My work is a marriage of medium and content, art and life. As an artist my history involves feminist content and printmaking as a dominant medium. Currently my interest lies in the intersection of these worlds. The mass-produced printed image has long been an integral part of the home.  Wallpaper, fabrics, kitchen items, etc. have long been part of the feminine domain. My work has investigated the dual roles inherent in the nature of printmaking, its commercial and fine art applications and the dual and sometimes contradictory roles the contemporary female faces.


For a long time I have been seduced by the power of the printed image. Its beauty when printed on seductive materials such as heavy, luscious plastics employed by manufacturing processes of the 50's - 60's, alas now replaced by lighter plastics (better for the environment, less sensual however). This focus of course led me to time and space. While utilizing printing and manufacturing processes naturally lends itself to multidimensional installation, it would be wrong to say I wanted to bring the printed image out into time and space, for that was its original domain. It would be more accurate to say I wanted to bring it home again. The installations I create are both artifice and real. They are about the manufacturing of nature, reality. It is terms such as the self-made man I am interested in evoking. There are no blank slates in this world, only patterns. These environments are meant to be mythopoeic. I am interested in producing the dilemma of the world in which we live.

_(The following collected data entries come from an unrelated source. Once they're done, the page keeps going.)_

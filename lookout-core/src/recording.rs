//! Recording sink: annotated frames appended to an MJPEG AVI file.
//!
//! Layout written:
//!
//! ```text
//! RIFF 'AVI '
//!   LIST 'hdrl'
//!     avih                      main header (frame count patched on finish)
//!     LIST 'strl'
//!       strh 'vids' 'MJPG'      stream header
//!       strf                    BITMAPINFOHEADER
//!   LIST 'movi'
//!     00dc <jpeg> ...           one chunk per frame
//!   idx1                        keyframe index
//! ```
//!
//! The header block has a fixed size, so it is written as a placeholder when
//! the file is created and rewritten in place by [`AviWriter::finish`].
//!
//! A chunk that fails to write leaves the writer interrupted: it takes no
//! more frames, and `finish` writes the index over the partial chunk and
//! truncates the file there.

use std::fs::File;
use std::io::{BufWriter, Seek, SeekFrom, Write};
use std::path::{Path, PathBuf};

use chrono::{DateTime, Local};
use image::RgbImage;
use image::imageops::{self, FilterType};

use crate::codec::encode_jpeg;
use crate::error::RecordingError;

/// JPEG quality used for recorded frames.
pub const RECORDING_QUALITY: u8 = 90;

/// Bytes from the start of the file to the first byte after the 'movi' fourcc.
const HEADER_LEN: u64 = 224;

const AVIF_HASINDEX: u32 = 0x10;
const AVIIF_KEYFRAME: u32 = 0x10;

/// `recording_<YYYYMMDD_HHMMSS>.avi` for the given instant.
pub fn recording_filename(now: DateTime<Local>) -> String {
    format!("recording_{}.avi", now.format("%Y%m%d_%H%M%S"))
}

/// Size of a finished file with `movi_len` bytes of chunks and `frames`
/// index entries.
fn finished_len(movi_len: u64, frames: usize) -> u64 {
    HEADER_LEN + movi_len + 8 + 16 * frames as u64
}

struct IndexEntry {
    offset: u32,
    size: u32,
}

pub struct AviWriter {
    out: BufWriter<File>,
    path: PathBuf,
    fps: u32,
    quality: u8,
    /// Fixed by the first frame; later frames are scaled to match.
    size: Option<(u32, u32)>,
    fallback_size: (u32, u32),
    index: Vec<IndexEntry>,
    /// Bytes written after the 'movi' fourcc.
    movi_len: u64,
    max_chunk: u32,
    interrupted: bool,
}

impl AviWriter {
    /// Create the file and reserve space for the header.
    ///
    /// `width`/`height` are only used if the recording ends with no frames.
    pub fn create(
        path: impl AsRef<Path>,
        width: u32,
        height: u32,
        fps: u32,
    ) -> Result<Self, RecordingError> {
        let path = path.as_ref().to_path_buf();
        let mut out = BufWriter::new(File::create(&path)?);
        out.write_all(&[0u8; HEADER_LEN as usize])?;

        Ok(Self {
            out,
            path,
            fps: fps.max(1),
            quality: RECORDING_QUALITY,
            size: None,
            fallback_size: (width, height),
            index: Vec::new(),
            movi_len: 0,
            max_chunk: 0,
            interrupted: false,
        })
    }

    pub fn path(&self) -> &Path {
        &self.path
    }

    pub fn frame_count(&self) -> usize {
        self.index.len()
    }

    pub fn write_frame(&mut self, image: &RgbImage) -> Result<(), RecordingError> {
        if self.interrupted {
            return Err(RecordingError::Interrupted);
        }
        let (width, height) = *self.size.get_or_insert(image.dimensions());
        let jpeg = if image.dimensions() == (width, height) {
            encode_jpeg(image, self.quality)?
        } else {
            let scaled = imageops::resize(image, width, height, FilterType::Triangle);
            encode_jpeg(&scaled, self.quality)?
        };

        let size = u32::try_from(jpeg.len()).map_err(|_| RecordingError::TooLarge)?;
        let padded = jpeg.len() as u64 + (jpeg.len() as u64 & 1);
        // Offsets in idx1 are relative to the 'movi' fourcc.
        let offset = 4 + self.movi_len;
        if finished_len(self.movi_len + 8 + padded, self.index.len() + 1) > u32::MAX as u64 {
            return Err(RecordingError::TooLarge);
        }

        if let Err(e) = self.write_chunk(size, &jpeg) {
            self.interrupted = true;
            return Err(e.into());
        }

        self.index.push(IndexEntry {
            offset: offset as u32,
            size,
        });
        self.movi_len += 8 + padded;
        self.max_chunk = self.max_chunk.max(size);
        Ok(())
    }

    fn write_chunk(&mut self, size: u32, jpeg: &[u8]) -> std::io::Result<()> {
        self.out.write_all(b"00dc")?;
        self.out.write_all(&size.to_le_bytes())?;
        self.out.write_all(jpeg)?;
        if jpeg.len() % 2 == 1 {
            self.out.write_all(&[0])?;
        }
        Ok(())
    }

    /// Write the index, patch the header and close the file.
    pub fn finish(mut self) -> Result<PathBuf, RecordingError> {
        let file_len = finished_len(self.movi_len, self.index.len());
        let file_len = u32::try_from(file_len).map_err(|_| RecordingError::TooLarge)?;

        // Lands after the last complete chunk, dropping any partial one.
        self.out.seek(SeekFrom::Start(HEADER_LEN + self.movi_len))?;
        self.out.write_all(b"idx1")?;
        self.out
            .write_all(&((self.index.len() * 16) as u32).to_le_bytes())?;
        for entry in &self.index {
            self.out.write_all(b"00dc")?;
            self.out.write_all(&AVIIF_KEYFRAME.to_le_bytes())?;
            self.out.write_all(&entry.offset.to_le_bytes())?;
            self.out.write_all(&entry.size.to_le_bytes())?;
        }

        let header = self.header(file_len);
        self.out.seek(SeekFrom::Start(0))?;
        self.out.write_all(&header)?;
        self.out.flush()?;
        self.out.get_ref().set_len(u64::from(file_len))?;
        self.out.get_ref().sync_all()?;
        Ok(self.path)
    }

    fn header(&self, file_len: u32) -> Vec<u8> {
        let (width, height) = self.size.unwrap_or(self.fallback_size);
        let frames = self.index.len() as u32;
        let micros_per_frame = 1_000_000 / self.fps;
        let max_bytes_per_sec = self.max_chunk.saturating_mul(self.fps);

        let mut h = HeaderBuf::with_capacity(HEADER_LEN as usize);
        h.fourcc(b"RIFF").u32(file_len - 8).fourcc(b"AVI ");

        h.fourcc(b"LIST").u32(192).fourcc(b"hdrl");
        h.fourcc(b"avih").u32(56);
        h.u32(micros_per_frame)
            .u32(max_bytes_per_sec)
            .u32(0)
            .u32(AVIF_HASINDEX)
            .u32(frames)
            .u32(0)
            .u32(1)
            .u32(self.max_chunk)
            .u32(width)
            .u32(height)
            .u32(0)
            .u32(0)
            .u32(0)
            .u32(0);

        h.fourcc(b"LIST").u32(116).fourcc(b"strl");
        h.fourcc(b"strh").u32(56);
        h.fourcc(b"vids")
            .fourcc(b"MJPG")
            .u32(0)
            .u16(0)
            .u16(0)
            .u32(0)
            .u32(1)
            .u32(self.fps)
            .u32(0)
            .u32(frames)
            .u32(self.max_chunk)
            .u32(u32::MAX)
            .u32(0)
            .u16(0)
            .u16(0)
            .u16(width as u16)
            .u16(height as u16);

        h.fourcc(b"strf").u32(40);
        h.u32(40)
            .u32(width)
            .u32(height)
            .u16(1)
            .u16(24)
            .fourcc(b"MJPG")
            .u32(width * height * 3)
            .u32(0)
            .u32(0)
            .u32(0)
            .u32(0);

        h.fourcc(b"LIST").u32((4 + self.movi_len) as u32).fourcc(b"movi");
        debug_assert_eq!(h.0.len() as u64, HEADER_LEN);
        h.0
    }
}

struct HeaderBuf(Vec<u8>);

impl HeaderBuf {
    fn with_capacity(capacity: usize) -> Self {
        Self(Vec::with_capacity(capacity))
    }

    fn fourcc(&mut self, code: &[u8; 4]) -> &mut Self {
        self.0.extend_from_slice(code);
        self
    }

    fn u32(&mut self, value: u32) -> &mut Self {
        self.0.extend_from_slice(&value.to_le_bytes());
        self
    }

    fn u16(&mut self, value: u16) -> &mut Self {
        self.0.extend_from_slice(&value.to_le_bytes());
        self
    }
}
pub mod config;
pub mod serve;
//! WebSocket module for viewer sessions

mod connection;
mod protocol;

pub use connection::ws_handler;
pub use protocol::{ClientMessage, RecordingState, ServerMessage};
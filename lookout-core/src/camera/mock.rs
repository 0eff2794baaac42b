use std::sync::atomic::{AtomicBool, AtomicU64, AtomicUsize, Ordering};
use std::sync::Arc;
use std::time::Duration;

use image::{Rgb, RgbImage};

use crate::config::CameraConfig;
use crate::error::CameraError;

use super::Camera;

#[derive(Default)]
struct ProbeState {
    open_attempts: AtomicUsize,
    closes: AtomicUsize,
    reads: AtomicUsize,
    is_open: AtomicBool,
    fail_open: AtomicBool,
    fail_read: AtomicBool,
    read_delay_ms: AtomicU64,
}

/// Observes and steers a [`MockCamera`] after it has been handed to a
/// frame source.
#[derive(Clone, Default)]
pub struct MockCameraProbe {
    state: Arc<ProbeState>,
}

impl MockCameraProbe {
    pub fn open_attempts(&self) -> usize {
        self.state.open_attempts.load(Ordering::SeqCst)
    }

    /// Number of times an open device was released.
    pub fn closes(&self) -> usize {
        self.state.closes.load(Ordering::SeqCst)
    }

    pub fn reads(&self) -> usize {
        self.state.reads.load(Ordering::SeqCst)
    }

    pub fn is_open(&self) -> bool {
        self.state.is_open.load(Ordering::SeqCst)
    }

    /// Make subsequent opens fail, as if the device were unplugged.
    pub fn set_fail_open(&self, fail: bool) {
        self.state.fail_open.store(fail, Ordering::SeqCst);
    }

    pub fn set_fail_read(&self, fail: bool) {
        self.state.fail_read.store(fail, Ordering::SeqCst);
    }

    /// Make every read block for `delay`, like a stalled device.
    pub fn set_read_delay(&self, delay: Duration) {
        let millis = u64::try_from(delay.as_millis()).unwrap_or(u64::MAX);
        self.state.read_delay_ms.store(millis, Ordering::SeqCst);
    }
}

/// In-memory camera producing flat grey frames.
pub struct MockCamera {
    probe: MockCameraProbe,
    size: (u32, u32),
}

impl MockCamera {
    pub fn new() -> Self {
        Self {
            probe: MockCameraProbe::default(),
            size: (0, 0),
        }
    }

    pub fn probe(&self) -> MockCameraProbe {
        self.probe.clone()
    }
}

impl Default for MockCamera {
    fn default() -> Self {
        Self::new()
    }
}

impl Camera for MockCamera {
    fn name(&self) -> &'static str {
        "mock"
    }

    fn open(&mut self, config: &CameraConfig) -> Result<(), CameraError> {
        let state = &self.probe.state;
        state.open_attempts.fetch_add(1, Ordering::SeqCst);
        if state.fail_open.load(Ordering::SeqCst) {
            return Err(CameraError::Open {
                device: config.device.clone(),
                reason: "mock device unavailable".to_string(),
            });
        }
        self.size = (config.width, config.height);
        state.is_open.store(true, Ordering::SeqCst);
        Ok(())
    }

    fn read(&mut self) -> Result<RgbImage, CameraError> {
        let state = &self.probe.state;
        if !state.is_open.load(Ordering::SeqCst) {
            return Err(CameraError::NotOpen);
        }
        state.reads.fetch_add(1, Ordering::SeqCst);
        let delay = state.read_delay_ms.load(Ordering::SeqCst);
        if delay > 0 {
            std::thread::sleep(Duration::from_millis(delay));
        }
        if state.fail_read.load(Ordering::SeqCst) {
            return Err(CameraError::Read("mock read failure".to_string()));
        }
        let (width, height) = self.size;
        Ok(RgbImage::from_pixel(width, height, Rgb([128, 128, 128])))
    }

    fn close(&mut self) {
        let state = &self.probe.state;
        if state.is_open.swap(false, Ordering::SeqCst) {
            state.closes.fetch_add(1, Ordering::SeqCst);
        }
    }

    fn is_open(&self) -> bool {
        self.probe.is_open()
    }
}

The conceptual framework I utilize comes from the rationale that my world-views are filtered through an array of experiences at both micro and macro levels. My earliest work focused on the politics of a governing body, but I later realized to speak genuinely I needed to focus on the politics of the personal. I now find a convergence of the two worlds due in part to the contentious political environment in which we currently find ourselves and its devastating consequences if we allow the inherent complexity to lull us into a Rip Van Winkle like sleep.

The landscapes in my Jawbreaker series are guttural regurgitations of a constant bombardment and filtering of seemingly disconnected public media information and its ultimately personal implications. Each piece is visual shorthand for a larger composition. I present visual caricatures of a political landscape processed through my internal dialogue and engaged in a dance with an ongoing investigation into the power of patterns and the printed image. Patterns are symptomatic of a larger picture that both reveal and hide in acquiescence.

As a feminist artist I have long been aware of issues regarding shock and awe and approachability.  In current work I am interested in creating an atmosphere of seemingly benign, Saccharinely sweet, viewer friendly imagery. Like all landscapes, internally and externally, one must look closer to see what’s hidden. Sort of a Where’s Waldo approach. Andy Warhol proved the power of the printed image in creating icons. The Hollywood machine and political parties employ it to their advantage. It is often hard to distinguish the reality beyond the carefully constructed image. Through examination I hope to uncover what is at its core.